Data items
□ □ □ □ □
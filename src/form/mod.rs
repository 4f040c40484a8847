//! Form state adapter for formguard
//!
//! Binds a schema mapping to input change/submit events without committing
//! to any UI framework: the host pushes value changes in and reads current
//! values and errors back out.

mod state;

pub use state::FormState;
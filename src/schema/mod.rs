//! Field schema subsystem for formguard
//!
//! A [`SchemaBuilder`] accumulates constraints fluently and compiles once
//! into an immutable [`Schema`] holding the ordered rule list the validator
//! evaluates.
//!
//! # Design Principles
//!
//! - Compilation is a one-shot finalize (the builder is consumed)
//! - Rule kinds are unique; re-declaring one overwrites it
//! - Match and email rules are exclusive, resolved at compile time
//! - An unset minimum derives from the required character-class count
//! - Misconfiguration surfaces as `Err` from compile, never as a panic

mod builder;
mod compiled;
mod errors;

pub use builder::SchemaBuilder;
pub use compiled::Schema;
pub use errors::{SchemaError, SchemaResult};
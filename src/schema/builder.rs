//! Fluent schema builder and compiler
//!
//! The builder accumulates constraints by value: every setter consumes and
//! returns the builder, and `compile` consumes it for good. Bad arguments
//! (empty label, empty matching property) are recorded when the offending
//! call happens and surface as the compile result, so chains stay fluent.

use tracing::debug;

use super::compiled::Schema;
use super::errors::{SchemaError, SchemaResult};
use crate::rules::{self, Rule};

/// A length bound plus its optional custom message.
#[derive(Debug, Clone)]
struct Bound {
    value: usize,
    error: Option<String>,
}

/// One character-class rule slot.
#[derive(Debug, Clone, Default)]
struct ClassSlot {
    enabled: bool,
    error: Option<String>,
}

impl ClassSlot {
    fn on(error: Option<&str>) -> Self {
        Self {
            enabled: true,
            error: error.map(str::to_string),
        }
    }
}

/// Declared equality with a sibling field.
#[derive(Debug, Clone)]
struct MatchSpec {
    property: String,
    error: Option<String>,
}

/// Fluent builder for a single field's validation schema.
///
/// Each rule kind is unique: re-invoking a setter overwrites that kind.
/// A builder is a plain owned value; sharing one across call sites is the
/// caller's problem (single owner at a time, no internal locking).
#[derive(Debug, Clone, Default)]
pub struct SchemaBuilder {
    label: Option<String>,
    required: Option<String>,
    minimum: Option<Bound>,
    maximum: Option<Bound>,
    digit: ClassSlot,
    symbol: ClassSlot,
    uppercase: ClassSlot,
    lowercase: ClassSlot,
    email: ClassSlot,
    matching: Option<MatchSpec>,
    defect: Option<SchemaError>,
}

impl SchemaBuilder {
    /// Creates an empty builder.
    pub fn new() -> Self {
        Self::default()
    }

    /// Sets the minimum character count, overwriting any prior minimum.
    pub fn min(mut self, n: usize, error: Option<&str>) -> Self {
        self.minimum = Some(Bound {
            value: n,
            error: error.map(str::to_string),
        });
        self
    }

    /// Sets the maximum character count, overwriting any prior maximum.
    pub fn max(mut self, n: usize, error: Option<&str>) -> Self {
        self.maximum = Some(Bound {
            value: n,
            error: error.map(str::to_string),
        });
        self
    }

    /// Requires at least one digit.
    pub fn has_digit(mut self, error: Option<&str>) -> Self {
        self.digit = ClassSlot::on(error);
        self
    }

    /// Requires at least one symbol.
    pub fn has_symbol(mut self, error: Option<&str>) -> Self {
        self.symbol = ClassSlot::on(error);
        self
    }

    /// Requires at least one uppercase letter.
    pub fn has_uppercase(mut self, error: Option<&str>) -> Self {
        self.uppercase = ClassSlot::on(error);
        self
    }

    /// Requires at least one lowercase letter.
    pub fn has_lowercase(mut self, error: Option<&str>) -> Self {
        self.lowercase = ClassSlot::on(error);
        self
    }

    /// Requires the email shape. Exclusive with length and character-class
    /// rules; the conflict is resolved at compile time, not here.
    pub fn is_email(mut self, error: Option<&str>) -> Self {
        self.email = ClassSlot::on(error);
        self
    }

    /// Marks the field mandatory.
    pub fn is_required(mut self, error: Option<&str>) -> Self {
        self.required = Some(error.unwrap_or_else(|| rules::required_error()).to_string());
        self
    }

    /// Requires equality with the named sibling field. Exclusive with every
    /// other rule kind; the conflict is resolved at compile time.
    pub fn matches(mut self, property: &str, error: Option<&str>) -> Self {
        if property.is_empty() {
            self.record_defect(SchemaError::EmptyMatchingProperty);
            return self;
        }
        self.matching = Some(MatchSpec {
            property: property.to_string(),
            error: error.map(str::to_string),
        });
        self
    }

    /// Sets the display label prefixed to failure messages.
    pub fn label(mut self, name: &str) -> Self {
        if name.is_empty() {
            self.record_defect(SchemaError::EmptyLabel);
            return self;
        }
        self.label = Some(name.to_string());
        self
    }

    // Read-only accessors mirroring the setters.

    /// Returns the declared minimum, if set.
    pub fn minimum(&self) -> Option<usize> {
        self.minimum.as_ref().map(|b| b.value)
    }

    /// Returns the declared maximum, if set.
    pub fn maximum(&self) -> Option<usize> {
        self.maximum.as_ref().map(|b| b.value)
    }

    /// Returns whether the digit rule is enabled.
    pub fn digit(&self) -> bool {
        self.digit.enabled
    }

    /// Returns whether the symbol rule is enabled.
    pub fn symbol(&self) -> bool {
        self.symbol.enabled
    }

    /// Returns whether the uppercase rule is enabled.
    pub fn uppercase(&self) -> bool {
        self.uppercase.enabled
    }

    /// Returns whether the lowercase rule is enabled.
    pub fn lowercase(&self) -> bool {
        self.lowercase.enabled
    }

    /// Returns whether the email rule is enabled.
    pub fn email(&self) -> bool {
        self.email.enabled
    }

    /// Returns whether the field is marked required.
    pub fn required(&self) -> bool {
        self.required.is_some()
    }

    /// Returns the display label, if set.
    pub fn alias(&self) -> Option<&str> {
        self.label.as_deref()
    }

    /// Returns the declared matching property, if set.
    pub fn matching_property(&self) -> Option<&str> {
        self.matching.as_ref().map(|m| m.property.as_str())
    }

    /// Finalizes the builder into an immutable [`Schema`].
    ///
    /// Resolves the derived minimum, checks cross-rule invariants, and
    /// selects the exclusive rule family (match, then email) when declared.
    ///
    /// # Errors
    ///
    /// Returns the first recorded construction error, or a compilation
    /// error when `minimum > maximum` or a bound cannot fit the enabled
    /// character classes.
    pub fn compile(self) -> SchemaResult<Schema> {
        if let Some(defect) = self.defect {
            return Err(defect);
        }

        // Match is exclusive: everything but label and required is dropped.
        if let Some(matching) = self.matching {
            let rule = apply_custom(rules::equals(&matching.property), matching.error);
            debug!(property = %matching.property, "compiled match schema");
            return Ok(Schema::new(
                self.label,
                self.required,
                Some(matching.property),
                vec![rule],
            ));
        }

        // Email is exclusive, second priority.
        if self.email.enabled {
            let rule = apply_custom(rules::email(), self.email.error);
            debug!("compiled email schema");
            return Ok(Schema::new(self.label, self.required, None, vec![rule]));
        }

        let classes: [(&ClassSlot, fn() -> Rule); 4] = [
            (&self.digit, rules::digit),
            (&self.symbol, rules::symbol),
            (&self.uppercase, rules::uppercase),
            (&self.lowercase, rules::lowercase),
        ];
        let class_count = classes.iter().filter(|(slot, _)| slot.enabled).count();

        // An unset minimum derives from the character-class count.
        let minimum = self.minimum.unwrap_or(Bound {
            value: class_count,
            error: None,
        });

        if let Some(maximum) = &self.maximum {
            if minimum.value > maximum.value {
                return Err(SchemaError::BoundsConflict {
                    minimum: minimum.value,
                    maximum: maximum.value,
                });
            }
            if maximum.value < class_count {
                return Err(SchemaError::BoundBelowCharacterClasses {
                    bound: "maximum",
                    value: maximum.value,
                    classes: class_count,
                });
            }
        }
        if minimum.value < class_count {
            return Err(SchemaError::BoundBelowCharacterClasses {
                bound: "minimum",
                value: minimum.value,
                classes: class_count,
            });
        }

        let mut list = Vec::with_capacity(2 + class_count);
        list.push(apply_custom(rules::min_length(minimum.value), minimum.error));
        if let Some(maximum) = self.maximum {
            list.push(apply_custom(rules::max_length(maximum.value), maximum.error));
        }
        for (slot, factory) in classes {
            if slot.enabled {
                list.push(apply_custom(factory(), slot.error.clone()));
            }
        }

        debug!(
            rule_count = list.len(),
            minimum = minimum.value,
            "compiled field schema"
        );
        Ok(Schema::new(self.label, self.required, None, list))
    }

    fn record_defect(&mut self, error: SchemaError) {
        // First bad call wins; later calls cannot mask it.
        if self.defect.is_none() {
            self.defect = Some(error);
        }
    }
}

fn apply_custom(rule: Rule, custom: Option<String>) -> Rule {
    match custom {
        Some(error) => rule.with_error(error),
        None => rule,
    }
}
□ □ □ □ □
**GOAL OF THE EXERCISE:**
In the entries above, count each line that includes "unset" and report the total with no other text.

**EXERCISE RESULT:**
2